··· Given data ···

//! Driving a whole container, and the locale containers it contains, to disk.

use std::{
    fs::{self, File},
    io::BufWriter,
    path::{Path, PathBuf},
};

use bon::Builder;
use tracing::{debug, error, info, instrument};
use walkdir::WalkDir;

use crate::{
    error::{Error, Result},
    extract::Extractor,
    table::Container,
    tree::Document,
    types::ContainerKind,
    xml::{WriteStats, XmlWriter},
};

/// Name of the directory locale containers are extracted into
pub const LOCALE_DIR: &str = "locale";

/// Options controlling how containers are decoded
#[derive(Debug, Clone, Copy, Builder)]
pub struct DecodeOptions {
    /// Deepest level of nesting accepted before the container is rejected
    #[builder(default = 256)]
    pub max_depth: usize,

    /// Whether extracted locale containers are decoded after the root container
    #[builder(default = true)]
    pub decode_locales: bool,
}

impl Default for DecodeOptions {
    fn default() -> Self {
        DecodeOptions::builder().build()
    }
}

/// Outcome of decoding one locale container
#[derive(Debug)]
pub struct NestedReport {
    /// The extracted `.rcs` file
    pub source: PathBuf,
    /// The written document
    pub result: Result<PathBuf>,
}

/// Outcome of decoding a container
#[derive(Debug)]
pub struct DecodeReport {
    /// The written document
    pub document: PathBuf,
    /// Number of tags in the container
    pub tags: usize,
    /// Embedded files written
    pub extracted: usize,
    /// Embedded files that could not be written
    pub failed: usize,
    /// Locale containers found after extraction, in directory order
    pub nested: Vec<NestedReport>,
}

impl DecodeReport {
    fn new(document: PathBuf, stats: WriteStats) -> Self {
        DecodeReport {
            document,
            tags: stats.tags,
            extracted: stats.extracted,
            failed: stats.failed,
            nested: Vec::new(),
        }
    }
}

/// Decodes containers into XML documents and extracted files
///
/// ```no_run
/// fn decompile(path: &std::path::Path) -> rco_cxml::error::Result<()> {
///     let decompiler = rco_cxml::Decompiler::new(rco_cxml::DecodeOptions::default());
///     let report = decompiler.decompile_file(path, ".")?;
///     println!("wrote {}", report.document.display());
///     Ok(())
/// }
/// ```
#[derive(Debug, Clone, Default)]
pub struct Decompiler {
    options: DecodeOptions,
}

impl Decompiler {
    pub fn new(options: DecodeOptions) -> Self {
        Decompiler { options }
    }

    pub fn options(&self) -> &DecodeOptions {
        &self.options
    }

    /// Read a root container from disk and decode it into `<directory>/<file stem>/`.
    #[instrument(skip_all, fields(path = %path.as_ref().display()), err)]
    pub fn decompile_file(
        &self,
        path: impl AsRef<Path>,
        directory: impl AsRef<Path>,
    ) -> Result<DecodeReport> {
        let path = path.as_ref();
        let data = fs::read(path)?;

        let name = path
            .file_stem()
            .ok_or_else(|| Error::CustomError(format!("{} has no file name", path.display())))?;

        self.decode(&data, directory.as_ref().join(name), ContainerKind::Root)
    }

    /// Decode one container held in memory.
    ///
    /// For a root container `output` is the directory to create, and the document is written to
    /// `<output>/<output name>.xml` before the extracted locale containers are decoded. For a
    /// nested container `output` is the path of the document itself, and its embedded files are
    /// written below a directory named after the document's stem.
    pub fn decode(
        &self,
        data: &[u8],
        output: impl AsRef<Path>,
        kind: ContainerKind,
    ) -> Result<DecodeReport> {
        let output = output.as_ref();
        let container = Container::new(data, kind)?;

        match kind {
            ContainerKind::Root => {
                let name = output.file_name().ok_or_else(|| {
                    Error::CustomError(format!("{} has no file name", output.display()))
                })?;
                let mut file_name = name.to_os_string();
                file_name.push(".xml");
                let document = output.join(file_name);

                let mut report = self.write(&container, &document, output)?;
                if self.options.decode_locales {
                    report.nested = self.decode_locales(&output.join(LOCALE_DIR));
                }
                Ok(report)
            }
            ContainerKind::Nested => {
                let root = output.with_extension("");
                self.write(&container, output, &root)
            }
        }
    }

    #[instrument(skip(self, container), fields(kind = ?container.kind()))]
    fn write(
        &self,
        container: &Container<'_>,
        document_path: &Path,
        root: &Path,
    ) -> Result<DecodeReport> {
        let mut document = Document::build(container, &self.options)?;
        debug!("built {} tags", document.len());

        if let Some(parent) = document_path.parent() {
            fs::create_dir_all(parent)?;
        }
        info!("writing {}", document_path.display());

        let file = BufWriter::new(File::create(document_path)?);
        let mut writer = XmlWriter::new(file, Extractor::new(root));
        writer.write_declaration()?;
        let stats = writer.write_document(&mut document)?;

        for source in document.locale_sources() {
            debug!("locale source {}", source.display());
        }

        Ok(DecodeReport::new(document_path.to_path_buf(), stats))
    }

    /// List the extracted locale containers, one directory level deep and sorted by name.
    fn locale_entries(directory: &Path) -> Result<Vec<PathBuf>> {
        WalkDir::new(directory)
            .min_depth(1)
            .max_depth(1)
            .sort_by_file_name()
            .into_iter()
            .filter_map(|entry| match entry {
                Ok(entry) if !entry.file_type().is_file() => None,
                Ok(entry) => {
                    let is_rcs = entry
                        .path()
                        .extension()
                        .is_some_and(|ext| ext.eq_ignore_ascii_case("rcs"));
                    is_rcs.then(|| Ok(entry.into_path()))
                }
                Err(e) => Some(Err(Error::IOError(e.into()))),
            })
            .collect()
    }

    /// Decode every extracted locale container. Failures are logged and reported, never returned.
    fn decode_locales(&self, directory: &Path) -> Vec<NestedReport> {
        if !directory.is_dir() {
            return Vec::new();
        }

        let entries = match Self::locale_entries(directory) {
            Ok(entries) => entries,
            Err(e) => {
                error!("unable to list {}: {}", directory.display(), e);
                return Vec::new();
            }
        };
        info!("decoding {} locale containers", entries.len());

        entries
            .into_iter()
            .map(|source| {
                let result = fs::read(&source)
                    .map_err(Error::from)
                    .and_then(|data| {
                        self.decode(&data, source.with_extension(""), ContainerKind::Nested)
                    })
                    .map(|report| report.document);

                if let Err(e) = &result {
                    error!("unable to decode {}: {}", source.display(), e);
                }
                NestedReport { source, result }
            })
            .collect()
    }
}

···

§ Task details
Return every line above exactly.

§ Reply
//! Driving a whole container, and the locale containers it contains, to disk.

use std::{
    fs::{self, File},
    io::BufWriter,
    path::{Path, PathBuf},
};

use bon::Builder;
use tracing::{debug, error, info, instrument};
use walkdir::WalkDir;

use crate::{
    error::{Error, Result},
    extract::Extractor,
    table::Container,
    tree::Document,
    types::ContainerKind,
    xml::{WriteStats, XmlWriter},
};

/// Name of the directory locale containers are extracted into
pub const LOCALE_DIR: &str = "locale";

/// Options controlling how containers are decoded
#[derive(Debug, Clone, Copy, Builder)]
pub struct DecodeOptions {
    /// Deepest level of nesting accepted before the container is rejected
    #[builder(default = 256)]
    pub max_depth: usize,

    /// Whether extracted locale containers are decoded after the root container
    #[builder(default = true)]
    pub decode_locales: bool,
}

impl Default for DecodeOptions {
    fn default() -> Self {
        DecodeOptions::builder().build()
    }
}

/// Outcome of decoding one locale container
#[derive(Debug)]
pub struct NestedReport {
    /// The extracted `.rcs` file
    pub source: PathBuf,
    /// The written document
    pub result: Result<PathBuf>,
}

/// Outcome of decoding a container
#[derive(Debug)]
pub struct DecodeReport {
    /// The written document
    pub document: PathBuf,
    /// Number of tags in the container
    pub tags: usize,
    /// Embedded files written
    pub extracted: usize,
    /// Embedded files that could not be written
    pub failed: usize,
    /// Locale containers found after extraction, in directory order
    pub nested: Vec<NestedReport>,
}

impl DecodeReport {
    fn new(document: PathBuf, stats: WriteStats) -> Self {
        DecodeReport {
            document,
            tags: stats.tags,
            extracted: stats.extracted,
            failed: stats.failed,
            nested: Vec::new(),
        }
    }
}

/// Decodes containers into XML documents and extracted files
///
/// ```no_run
/// fn decompile(path: &std::path::Path) -> rco_cxml::error::Result<()> {
///     let decompiler = rco_cxml::Decompiler::new(rco_cxml::DecodeOptions::default());
///     let report = decompiler.decompile_file(path, ".")?;
///     println!("wrote {}", report.document.display());
///     Ok(())
/// }
/// ```
#[derive(Debug, Clone, Default)]
pub struct Decompiler {
    options: DecodeOptions,
}

impl Decompiler {
    pub fn new(options: DecodeOptions) -> Self {
        Decompiler { options }
    }

    pub fn options(&self) -> &DecodeOptions {
        &self.options
    }

    /// Read a root container from disk and decode it into `<directory>/<file stem>/`.
    #[instrument(skip_all, fields(path = %path.as_ref().display()), err)]
    pub fn decompile_file(
        &self,
        path: impl AsRef<Path>,
        directory: impl AsRef<Path>,
    ) -> Result<DecodeReport> {
        let path = path.as_ref();
        let data = fs::read(path)?;

        let name = path
            .file_stem()
            .ok_or_else(|| Error::CustomError(format!("{} has no file name", path.display())))?;

        self.decode(&data, directory.as_ref().join(name), ContainerKind::Root)
    }

    /// Decode one container held in memory.
    ///
    /// For a root container `output` is the directory to create, and the document is written to
    /// `<output>/<output name>.xml` before the extracted locale containers are decoded. For a
    /// nested container `output` is the path of the document itself, and its embedded files are
    /// written below a directory named after the document's stem.
    pub fn decode(
        &self,
        data: &[u8],
        output: impl AsRef<Path>,
        kind: ContainerKind,
    ) -> Result<DecodeReport> {
        let output = output.as_ref();
        let container = Container::new(data, kind)?;

        match kind {
            ContainerKind::Root => {
                let name = output.file_name().ok_or_else(|| {
                    Error::CustomError(format!("{} has no file name", output.display()))
                })?;
                let mut file_name = name.to_os_string();
                file_name.push(".xml");
                let document = output.join(file_name);

                let mut report = self.write(&container, &document, output)?;
                if self.options.decode_locales {
                    report.nested = self.decode_locales(&output.join(LOCALE_DIR));
                }
                Ok(report)
            }
            ContainerKind::Nested => {
                let root = output.with_extension("");
                self.write(&container, output, &root)
            }
        }
    }

    #[instrument(skip(self, container), fields(kind = ?container.kind()))]
    fn write(
        &self,
        container: &Container<'_>,
        document_path: &Path,
        root: &Path,
    ) -> Result<DecodeReport> {
        let mut document = Document::build(container, &self.options)?;
        debug!("built {} tags", document.len());

        if let Some(parent) = document_path.parent() {
            fs::create_dir_all(parent)?;
        }
        info!("writing {}", document_path.display());

        let file = BufWriter::new(File::create(document_path)?);
        let mut writer = XmlWriter::new(file, Extractor::new(root));
        writer.write_declaration()?;
        let stats = writer.write_document(&mut document)?;

        for source in document.locale_sources() {
            debug!("locale source {}", source.display());
        }

        Ok(DecodeReport::new(document_path.to_path_buf(), stats))
    }

    /// List the extracted locale containers, one directory level deep and sorted by name.
    fn locale_entries(directory: &Path) -> Result<Vec<PathBuf>> {
        WalkDir::new(directory)
            .min_depth(1)
            .max_depth(1)
            .sort_by_file_name()
            .into_iter()
            .filter_map(|entry| match entry {
                Ok(entry) if !entry.file_type().is_file() => None,
                Ok(entry) => {
                    let is_rcs = entry
                        .path()
                        .extension()
                        .is_some_and(|ext| ext.eq_ignore_ascii_case("rcs"));
                    is_rcs.then(|| Ok(entry.into_path()))
                }
                Err(e) => Some(Err(Error::IOError(e.into()))),
            })
            .collect()
    }

    /// Decode every extracted locale container. Failures are logged and reported, never returned.
    fn decode_locales(&self, directory: &Path) -> Vec<NestedReport> {
        if !directory.is_dir() {
            return Vec::new();
        }

        let entries = match Self::locale_entries(directory) {
            Ok(entries) => entries,
            Err(e) => {
                error!("unable to list {}: {}", directory.display(), e);
                return Vec::new();
            }
        };
        info!("decoding {} locale containers", entries.len());

        entries
            .into_iter()
            .map(|source| {
                let result = fs::read(&source)
                    .map_err(Error::from)
                    .and_then(|data| {
                        self.decode(&data, source.with_extension(""), ContainerKind::Nested)
                    })
                    .map(|report| report.document);

                if let Err(e) = &result {
                    error!("unable to decode {}: {}", source.display(), e);
                }
                NestedReport { source, result }
            })
            .collect()
    }
}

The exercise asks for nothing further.